Et au cinéma aussi, ces "coeurs siamois" donnent lieu aux plus iconiques des représentations. Film historique, comédie musicale, tragédie, comédie, cinéma fantastique, brûlot féministe... La figure des soeurs n'échappe à aucun genre, ou plutôt, ce sont les soeurs qui les investissent et les possèdent. Cinéastes et comédiennes s'exercent à mettre en mots et en images la puissance du lien sororal. Avec brio, souvent.

La preuve en six films aussi pluriels que remarquables.

"Virgin Suicides" de Sofia Coppola (1999)
"Virgin Suicides" de Sofia Coppola. © Pathé

Comment expliquer le succès mondial du récit tragique des soeurs Lisbon ? Par bien des choses en vérité : la bande sonore mythique du groupe électro versaillais Air, le premier passage à la mise en scène remarqué de Sofia Coppola, le charisme de jeunes comédiennes (Kirsten Dunst, Andrea Joy Cook, Hanna R. Hall, pour ne citer qu'elles) dont la complicité sororale ne fait aucun doute à l'écran...

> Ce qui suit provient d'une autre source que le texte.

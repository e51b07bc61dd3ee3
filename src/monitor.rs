//! Host monitor: one prober, one history ring, one row on screen.
//!
//! The monitor turns its prober's callbacks into [`MonitorEvent`]s on the
//! event bus. It does not touch its own history from the callbacks: the
//! dashboard applies each event on its own thread via [`HostMonitor::apply`],
//! so the ring has a single writer and needs no lock.

use std::collections::HashSet;
use std::net::IpAddr;
use std::time::Duration;

use tracing::{debug, warn};

use crate::bus::BusSender;
use crate::history::{HistoryEntry, HistoryError, HistoryRing, Sequence};
use crate::prober::icmp::{IcmpProber, ProbeOptions};
use crate::prober::{ProbeCallbacks, ProbeError, Prober, Statistics};
use crate::tui::dashboard::format_rtt;

/// What happened, from the monitor's point of view.
#[derive(Debug, Clone, PartialEq, Eq)]
pub enum EventKind {
    Sent {
        seq: Sequence,
    },
    Received {
        seq: Sequence,
        rtt: Duration,
        bytes: usize,
        source: IpAddr,
    },
    TransmitError {
        seq: Sequence,
        /// Destination the failed request was addressed to.
        addr: IpAddr,
        message: String,
    },
    ReceiveError {
        message: String,
    },
}

/// A lifecycle event tagged with the host it belongs to.
#[derive(Debug, Clone, PartialEq, Eq)]
pub struct MonitorEvent {
    pub host: String,
    pub kind: EventKind,
}

#[derive(Debug, Clone, Copy, PartialEq, Eq)]
pub enum LogLevel {
    Info,
    Error,
}

/// A line for the on-screen log pane.
#[derive(Debug, Clone, PartialEq, Eq)]
pub struct LogLine {
    pub level: LogLevel,
    pub text: String,
}

pub struct HostMonitor {
    identity: String,
    prober: Box<dyn Prober>,
    history: HistoryRing,
}

impl HostMonitor {
    pub fn new(
        identity: impl Into<String>,
        prober: Box<dyn Prober>,
        history_capacity: usize,
    ) -> Result<Self, HistoryError> {
        Ok(Self {
            identity: identity.into(),
            prober,
            history: HistoryRing::new(history_capacity)?,
        })
    }

    pub fn identity(&self) -> &str {
        &self.identity
    }

    pub fn history(&self) -> &HistoryRing {
        &self.history
    }

    /// Fresh snapshot from the prober. Not cached.
    pub fn statistics(&self) -> Statistics {
        self.prober.statistics()
    }

    /// Start the prober, publishing its lifecycle onto `bus`.
    pub fn start(&mut self, bus: &BusSender) -> Result<(), ProbeError> {
        let callbacks = self.callbacks(bus);
        self.prober.start(callbacks)
    }

    pub fn stop(&mut self) {
        self.prober.stop();
    }

    pub fn is_running(&self) -> bool {
        self.prober.is_running()
    }

    /// Apply one event to the history. Returns a line for the log pane,
    /// if the event is worth showing.
    pub fn apply(&mut self, kind: &EventKind) -> Option<LogLine> {
        match kind {
            EventKind::Sent { seq } => {
                self.history.append(HistoryEntry::pending(*seq));
                None
            }
            EventKind::Received {
                seq,
                rtt,
                bytes,
                source,
            } => {
                self.history.mark_received(*seq);
                Some(LogLine {
                    level: LogLevel::Info,
                    text: format!(
                        "{bytes} bytes from {source}:\ticmp_seq={seq} time={}",
                        format_rtt(*rtt)
                    ),
                })
            }
            EventKind::TransmitError { seq, addr, message } => {
                warn!(host = %self.identity, seq, %addr, "transmit error: {message}");
                Some(LogLine {
                    level: LogLevel::Error,
                    text: format!("Error: {message} {seq} {addr}"),
                })
            }
            EventKind::ReceiveError { message } => {
                warn!(host = %self.identity, "receive error: {message}");
                Some(LogLine {
                    level: LogLevel::Error,
                    text: format!("Error: {message}"),
                })
            }
        }
    }

    /// Callbacks that wrap prober activity into bus events for this host.
    fn callbacks(&self, bus: &BusSender) -> ProbeCallbacks {
        let (send_bus, recv_bus, err_bus) = (bus.clone(), bus.clone(), bus.clone());
        let (send_host, recv_host, err_host) = (
            self.identity.clone(),
            self.identity.clone(),
            self.identity.clone(),
        );

        ProbeCallbacks::new()
            .on_send(move |p| send_bus.publish(&send_host, EventKind::Sent { seq: p.seq }))
            .on_receive(move |p| {
                recv_bus.publish(
                    &recv_host,
                    EventKind::Received {
                        seq: p.seq,
                        rtt: p.rtt,
                        bytes: p.bytes,
                        source: p.addr,
                    },
                )
            })
            .on_error(move |err| {
                if err.is_teardown_noise() {
                    debug!(host = %err_host, "suppressed teardown error: {err}");
                    return;
                }
                let kind = match err {
                    ProbeError::Transmit { seq, addr, message } => {
                        EventKind::TransmitError { seq, addr, message }
                    }
                    other => EventKind::ReceiveError {
                        message: other.to_string(),
                    },
                };
                err_bus.publish(&err_host, kind);
            })
    }
}

impl std::fmt::Debug for HostMonitor {
    fn fmt(&self, f: &mut std::fmt::Formatter<'_>) -> std::fmt::Result {
        f.debug_struct("HostMonitor")
            .field("identity", &self.identity)
            .field("history", &self.history)
            .finish_non_exhaustive()
    }
}

/// Errors while building the monitors at startup.
#[derive(Debug, thiserror::Error)]
pub enum InitError {
    #[error(transparent)]
    Probe(#[from] ProbeError),

    #[error(transparent)]
    History(#[from] HistoryError),
}

/// Build one ICMP monitor per distinct resolved address, in argument order.
///
/// Fails on the first host that cannot be probed; nothing is started.
pub async fn connect_all(
    hosts: &[String],
    options: &ProbeOptions,
    history_capacity: usize,
) -> Result<Vec<HostMonitor>, InitError> {
    let mut seen = HashSet::new();
    let mut monitors = Vec::with_capacity(hosts.len());

    for host in hosts {
        let prober = IcmpProber::connect(host, options.clone()).await?;
        if !seen.insert(prober.ip()) {
            warn!(host = %host, ip = %prober.ip(), "address already monitored, skipping");
            continue;
        }
        monitors.push(HostMonitor::new(host.clone(), Box::new(prober), history_capacity)?);
    }

    Ok(monitors)
}

#[cfg(test)]
mod tests {
    use super::*;
    use crate::bus::EventBus;
    use crate::prober::testing::ScriptedProber;

    fn drain(bus: &mut EventBus) -> Vec<MonitorEvent> {
        let mut events = Vec::new();
        while let Some(event) = bus.try_recv() {
            events.push(event);
        }
        events
    }

    #[test]
    fn zero_capacity_monitor_rejected() {
        let (prober, _) = ScriptedProber::new("a", "10.0.0.1");
        let err = HostMonitor::new("a", Box::new(prober), 0).unwrap_err();
        assert_eq!(err, HistoryError::ZeroCapacity);
    }

    #[test]
    fn callbacks_publish_tagged_events() {
        let mut bus = EventBus::new();
        let (prober, script) = ScriptedProber::new("a", "10.0.0.1");
        let mut monitor = HostMonitor::new("a", Box::new(prober), 4).unwrap();
        monitor.start(&bus.sender()).unwrap();

        script.send(1);
        script.reply(1, Duration::from_millis(3));

        let events = drain(&mut bus);
        assert_eq!(events.len(), 2);
        assert!(events.iter().all(|e| e.host == "a"));
        assert_eq!(events[0].kind, EventKind::Sent { seq: 1 });
        assert!(matches!(events[1].kind, EventKind::Received { seq: 1, .. }));
    }

    #[test]
    fn history_only_changes_when_applied() {
        let mut bus = EventBus::new();
        let (prober, script) = ScriptedProber::new("a", "10.0.0.1");
        let mut monitor = HostMonitor::new("a", Box::new(prober), 4).unwrap();
        monitor.start(&bus.sender()).unwrap();

        script.send(1);
        assert!(monitor.history().is_empty());

        for event in drain(&mut bus) {
            monitor.apply(&event.kind);
        }
        assert_eq!(monitor.history().len(), 1);
        assert_eq!(monitor.history().latest_outcome(), Some(false));
    }

    #[test]
    fn received_marks_history_and_logs() {
        let (prober, _) = ScriptedProber::new("a", "10.0.0.1");
        let mut monitor = HostMonitor::new("a", Box::new(prober), 4).unwrap();

        assert!(monitor.apply(&EventKind::Sent { seq: 9 }).is_none());
        let line = monitor
            .apply(&EventKind::Received {
                seq: 9,
                rtt: Duration::from_millis(12),
                bytes: 64,
                source: "10.0.0.1".parse().unwrap(),
            })
            .unwrap();

        assert_eq!(monitor.history().latest_outcome(), Some(true));
        assert_eq!(line.level, LogLevel::Info);
        assert_eq!(line.text, "64 bytes from 10.0.0.1:\ticmp_seq=9 time=12ms");
    }

    #[test]
    fn errors_log_without_touching_history() {
        let (prober, _) = ScriptedProber::new("a", "10.0.0.1");
        let mut monitor = HostMonitor::new("a", Box::new(prober), 4).unwrap();
        monitor.apply(&EventKind::Sent { seq: 1 });

        let tx = monitor
            .apply(&EventKind::TransmitError {
                seq: 1,
                addr: "192.0.2.7".parse().unwrap(),
                message: "network is unreachable".into(),
            })
            .unwrap();
        let rx = monitor
            .apply(&EventKind::ReceiveError {
                message: "malformed packet".into(),
            })
            .unwrap();

        assert_eq!(tx.level, LogLevel::Error);
        assert_eq!(tx.text, "Error: network is unreachable 1 192.0.2.7");
        assert_eq!(rx.text, "Error: malformed packet");
        assert_eq!(monitor.history().len(), 1);
        assert_eq!(monitor.history().latest_outcome(), Some(false));
    }

    #[test]
    fn teardown_noise_never_reaches_the_bus() {
        let mut bus = EventBus::new();
        let (prober, script) = ScriptedProber::new("a", "10.0.0.1");
        let mut monitor = HostMonitor::new("a", Box::new(prober), 4).unwrap();
        monitor.start(&bus.sender()).unwrap();

        script.fail(ProbeError::SocketClosed);
        script.fail(ProbeError::Receive(
            "read udp 0.0.0.0:0: use of closed network connection".into(),
        ));
        script.fail(ProbeError::Receive("checksum mismatch".into()));

        let events = drain(&mut bus);
        assert_eq!(events.len(), 1);
        assert_eq!(
            events[0].kind,
            EventKind::ReceiveError {
                message: "checksum mismatch".into()
            }
        );
    }

    #[test]
    fn transmit_errors_keep_their_sequence() {
        let mut bus = EventBus::new();
        let (prober, script) = ScriptedProber::new("a", "10.0.0.1");
        let mut monitor = HostMonitor::new("a", Box::new(prober), 4).unwrap();
        monitor.start(&bus.sender()).unwrap();

        script.fail(ProbeError::Transmit {
            seq: 5,
            addr: "10.0.0.1".parse().unwrap(),
            message: "no route to host".into(),
        });

        let events = drain(&mut bus);
        assert_eq!(
            events[0].kind,
            EventKind::TransmitError {
                seq: 5,
                addr: "10.0.0.1".parse().unwrap(),
                message: "no route to host".into()
            }
        );
    }

    #[tokio::test]
    async fn connect_all_aborts_on_unresolvable_host() {
        let hosts = ["127.0.0.1", "no such host.invalid", "::1"].map(String::from);
        let err = connect_all(&hosts, &ProbeOptions::default(), 4)
            .await
            .unwrap_err();

        match err {
            InitError::Probe(ProbeError::Resolve { host, .. }) => {
                assert_eq!(host, "no such host.invalid")
            }
            InitError::Probe(ProbeError::NoAddress(host)) => assert_eq!(host, "no such host.invalid"),
            // loopback socket refused before the bad host was reached
            InitError::Probe(ProbeError::Socket { host, .. }) => {
                eprintln!("cannot open ICMP socket for {host}, skipping");
            }
            other => panic!("unexpected error: {other}"),
        }
    }
}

Mais plus globalement, c'est la mélancolie diffuse de ce portrait de jeunes filles en fleur qui le rend si atemporel. En privilégiant une atmosphère aussi mélancolique que solaire, tour à tour vaporeuse, aérienne et pesante, la réalisatrice du futur Lost in Translation saisit un "je ne sais quoi" de l'adolescence. Et surtout, de l'adolescence au féminin. Une sorte de sentiment que les hommes (personnages comme spectateurs) peineraient à capter.

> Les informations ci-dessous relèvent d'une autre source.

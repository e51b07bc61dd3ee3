//! Key binding dispatch for the dashboard.

use std::time::Instant;

use crossterm::event::{KeyCode, KeyEvent, KeyModifiers};

use super::app::DashboardApp;
use super::table::KeyOutcome;

/// Handle a key event: quit keys stop the dashboard, everything else
/// goes to the host table.
pub fn handle_key(app: &mut DashboardApp, key: KeyEvent, now: Instant) {
    match key.code {
        KeyCode::Char('c') if key.modifiers.contains(KeyModifiers::CONTROL) => {
            app.begin_shutdown(now);
            return;
        }
        KeyCode::Char('q') | KeyCode::Char('Q') | KeyCode::Esc => {
            app.begin_shutdown(now);
            return;
        }
        _ => {}
    }

    if app.table_mut().handle_key(key) == KeyOutcome::Handled {
        app.mark_dirty();
    } else {
        tracing::trace!(?key, "unbound key");
    }
}
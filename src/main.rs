use std::path::{Path, PathBuf};
use std::time::Duration;

use anyhow::{bail, Result};
use clap::Parser;
use tracing::info;
use tracing_subscriber::EnvFilter;

use penguin::bus::EventBus;
use penguin::config::DashboardConfig;
use penguin::monitor::connect_all;
use penguin::tui::app::DashboardApp;
use penguin::tui::runner::run_dashboard;

#[derive(Parser)]
#[command(
    name = "penguin",
    version,
    about = "Ping many hosts at once and watch them in a live table."
)]
struct Cli {
    /// Hosts to ping (names or IP addresses)
    hosts: Vec<String>,

    /// Interval between pings, e.g. 500ms or 2s
    #[arg(short, long, value_parser = humantime::parse_duration)]
    interval: Option<Duration>,

    /// How long each ping waits for its reply
    #[arg(long, value_parser = humantime::parse_duration)]
    timeout: Option<Duration>,

    /// Number of recent pings shown in the history strip
    #[arg(long)]
    history: Option<usize>,

    /// ICMP payload size in bytes
    #[arg(long)]
    size: Option<usize>,

    /// Config file (defaults to ~/.penguin/config.yaml when present)
    #[arg(short, long)]
    config: Option<PathBuf>,

    /// Write diagnostics to this file instead of stderr
    #[arg(long)]
    log_file: Option<PathBuf>,
}

impl Cli {
    /// Command-line flags win over the config file.
    fn apply(&self, config: &mut DashboardConfig) {
        if let Some(interval) = self.interval {
            config.interval = interval;
        }
        if let Some(timeout) = self.timeout {
            config.timeout = timeout;
        }
        if let Some(history) = self.history {
            config.history = history;
        }
        if let Some(size) = self.size {
            config.payload_size = size;
        }
    }
}

fn init_tracing(log_file: Option<&Path>) -> Result<()> {
    match log_file {
        Some(path) => {
            let file = std::fs::OpenOptions::new()
                .create(true)
                .append(true)
                .open(path)?;
            tracing_subscriber::fmt()
                .with_env_filter(
                    EnvFilter::from_default_env().add_directive("penguin=info".parse()?),
                )
                .with_writer(std::sync::Mutex::new(file))
                .with_ansi(false)
                .init();
        }
        None => {
            // The dashboard owns the screen; only errors go to stderr.
            tracing_subscriber::fmt()
                .with_env_filter(
                    EnvFilter::from_default_env().add_directive("penguin=error".parse()?),
                )
                .with_writer(std::io::stderr)
                .init();
        }
    }
    Ok(())
}

#[tokio::main]
async fn main() -> Result<()> {
    let cli = Cli::parse();
    init_tracing(cli.log_file.as_deref())?;

    if cli.hosts.is_empty() {
        bail!("no hosts");
    }

    let mut config = DashboardConfig::load(cli.config.as_deref())?;
    cli.apply(&mut config);
    config.validate()?;

    info!(hosts = ?cli.hosts, interval = ?config.interval, "penguin starting");

    let monitors = connect_all(&cli.hosts, &config.probe_options(), config.history).await?;
    let app = DashboardApp::new(monitors, &config)?;
    run_dashboard(app, EventBus::new()).await
}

Dans l'univers tantôt nostalgique, tantôt étouffant qu'elle dépeint, l'union des soeurs est à la fois une forme de survie et un pacte morbide. Une approche ouvertement romantique qui émeut toujours autant.

"A ma soeur !" de Catherine Breillat (2000)
"A ma soeur !" de Catherine Breillat. © Arte France Cinema

Il fait bon redécouvrir le cinéma sans concessions de la réalisatrice féministe Catherine Breillat. Avec A ma soeur ! (le point d'exclamation compte), la cinéaste s'attarde sur la relation douce-amère de deux soeurs adolescentes, opposées dans leur quête de désir(s) et leur attrait pour celui d'autrui. L'une est introvertie, effacée, comme si son expérience du monde l'avait déjà déçue, l'autre est séductrice, cinglante, volontiers impitoyable.

Tout semble séparer ces ados qui tuent le temps comme elles peuvent (dans la demeure familiale, sur la plage, dans les cafés) et pourtant, quelque chose les reliera : une même expérience de la violence patriarcale, dans ce qu'elle a de plus abjecte, lâche et traumatique. Entre instants de banalité et crudité explicite, Breillat nous attache à ces soeurs (dont la toute débutante Roxane Mesquida) pour mieux évoquer la manière dont la société "adulte" sexualise les jeunes filles, cherche à normaliser leurs corps, et les violente jusqu'à briser ce qui les unit.

Un film choc.

"Les demoiselles de Rochefort" de Jacques Demy (1967)
"Les demoiselles de Rochefort" de Jacques Demy. © Madeleine Films

"Nous sommes deux soeurs jumelles / Nées sous le signe des Gémeaux". Alors que Netflix propose désormais un éventail d'oeuvres restaurées de Jacques Demy - dont celle-ci - plus aucune excuse pour ne pas (re)découvrir Les demoiselles de Rochefort, comédie musicale célébrant avec couleurs, mélodies et fracas bien des choses : la magie du cinéma, l'amour dans ce qu'il a de plus lyrique, la liberté des femmes (liberté de danser, de chanter, d'aimer, de "coucher" ou non, bref, de vivre sans dépendre des mufles), et, bien sûr, la puissance des soeurs.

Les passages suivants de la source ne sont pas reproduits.